:: Task inputs ::
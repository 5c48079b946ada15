//! Gzip helpers for metadata-cache compression
//!
//! Values above a configurable size are compressed on insert. A
//! compressed payload that fails to inflate is treated as a cache miss
//! by callers, never an upstream error.

use std::io::{Read, Write};

use flate2::Compression;
use flate2::read::GzDecoder;
use flate2::write::GzEncoder;

use crate::{Error, Result};

/// Default minimum size before compression is attempted.
pub const DEFAULT_MIN_COMPRESS_BYTES: usize = 1024;

/// Compress `bytes` when it is at least `min_len` long and compression
/// actually helps. Returns `None` when the value should be stored
/// uncompressed.
pub fn maybe_compress(bytes: &[u8], min_len: usize) -> Option<Vec<u8>> {
    if bytes.len() < min_len {
        return None;
    }
    let mut encoder = GzEncoder::new(Vec::with_capacity(bytes.len() / 2), Compression::default());
    encoder.write_all(bytes).ok()?;
    let compressed = encoder.finish().ok()?;
    if compressed.len() < bytes.len() {
        Some(compressed)
    } else {
        None
    }
}

/// Inflate a gzip payload.
pub fn decompress(bytes: &[u8]) -> Result<Vec<u8>> {
    let mut decoder = GzDecoder::new(bytes);
    let mut out = Vec::new();
    decoder
        .read_to_end(&mut out)
        .map_err(|e| Error::CorruptPayload(e.to_string()))?;
    Ok(out)
}

#[cfg(test)]
mod tests {
    use super::*;

    #[test]
    fn test_roundtrip() {
        let body = vec![b'a'; 4096];
        let compressed = maybe_compress(&body, DEFAULT_MIN_COMPRESS_BYTES).unwrap();
        assert!(compressed.len() < body.len());
        assert_eq!(decompress(&compressed).unwrap(), body);
    }

    #[test]
    fn test_small_values_skip_compression() {
        assert!(maybe_compress(b"tiny", DEFAULT_MIN_COMPRESS_BYTES).is_none());
    }

    #[test]
    fn test_incompressible_values_stay_raw() {
        use rand::Rng;
        let mut rng = rand::thread_rng();
        let noise: Vec<u8> = (0..4096).map(|_| rng.r#gen()).collect();
        // Random bytes do not shrink under deflate; the gzip framing
        // only adds overhead.
        assert!(maybe_compress(&noise, 16).is_none());
    }

    #[test]
    fn test_corrupt_payload_is_an_error() {
        assert!(decompress(b"not gzip at all").is_err());
    }
}
//! Error types for the pagecore-fetch crate

use thiserror::Error;

/// Result type for pagecore-fetch operations
pub type Result<T> = std::result::Result<T, Error>;

/// Error types for fetch configuration and setup
#[derive(Debug, Error)]
pub enum Error {
    /// HTTP client construction failed
    #[error("HTTP client error: {0}")]
    Client(#[from] reqwest::Error),

    /// An https_options directive contained an unknown token
    #[error("Invalid HTTPS option: {0}")]
    InvalidHttpsOption(String),

    /// A proxy specification was rejected
    #[error("Invalid proxy {proxy}: {reason}")]
    InvalidProxy { proxy: String, reason: String },
}
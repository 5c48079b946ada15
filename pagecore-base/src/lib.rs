//! Shared primitives for the pagecore content-optimization core
//!
//! This crate provides the building blocks every other pagecore crate
//! leans on:
//! - Copy-on-write shared byte buffers for cache payload transit
//! - One-shot operation tokens with run/cancel arms
//! - Injectable timers (system and mock)
//! - Process-shared statistics over mmap segments, with no-op fallback
//! - Cross-process named locks over a shared cache directory

pub mod buffer;
pub mod error;
pub mod function;
pub mod lock;
pub mod sharedmem;
pub mod stats;
pub mod timer;

pub use buffer::SharedBuffer;
pub use error::{Error, Result};
pub use function::OpToken;
pub use lock::FileSystemLockManager;
pub use sharedmem::{MmapSharedMem, NullSharedMem, SharedMemRuntime};
pub use stats::{Histogram, SplitStatistics, Statistics, StatisticsBuilder, Variable};
pub use timer::{MockTimer, SharedTimer, SystemTimer, Timer};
:::
▸ Exercise prompt
All lines from the one holding "pub mod timer;" through the final line of the material must be set down exactly, and nothing else may be added.

▸ Reply to the task
pub mod timer;

pub use buffer::SharedBuffer;
pub use error::{Error, Result};
pub use function::OpToken;
pub use lock::FileSystemLockManager;
pub use sharedmem::{MmapSharedMem, NullSharedMem, SharedMemRuntime};
pub use stats::{Histogram, SplitStatistics, Statistics, StatisticsBuilder, Variable};
pub use timer::{MockTimer, SharedTimer, SystemTimer, Timer};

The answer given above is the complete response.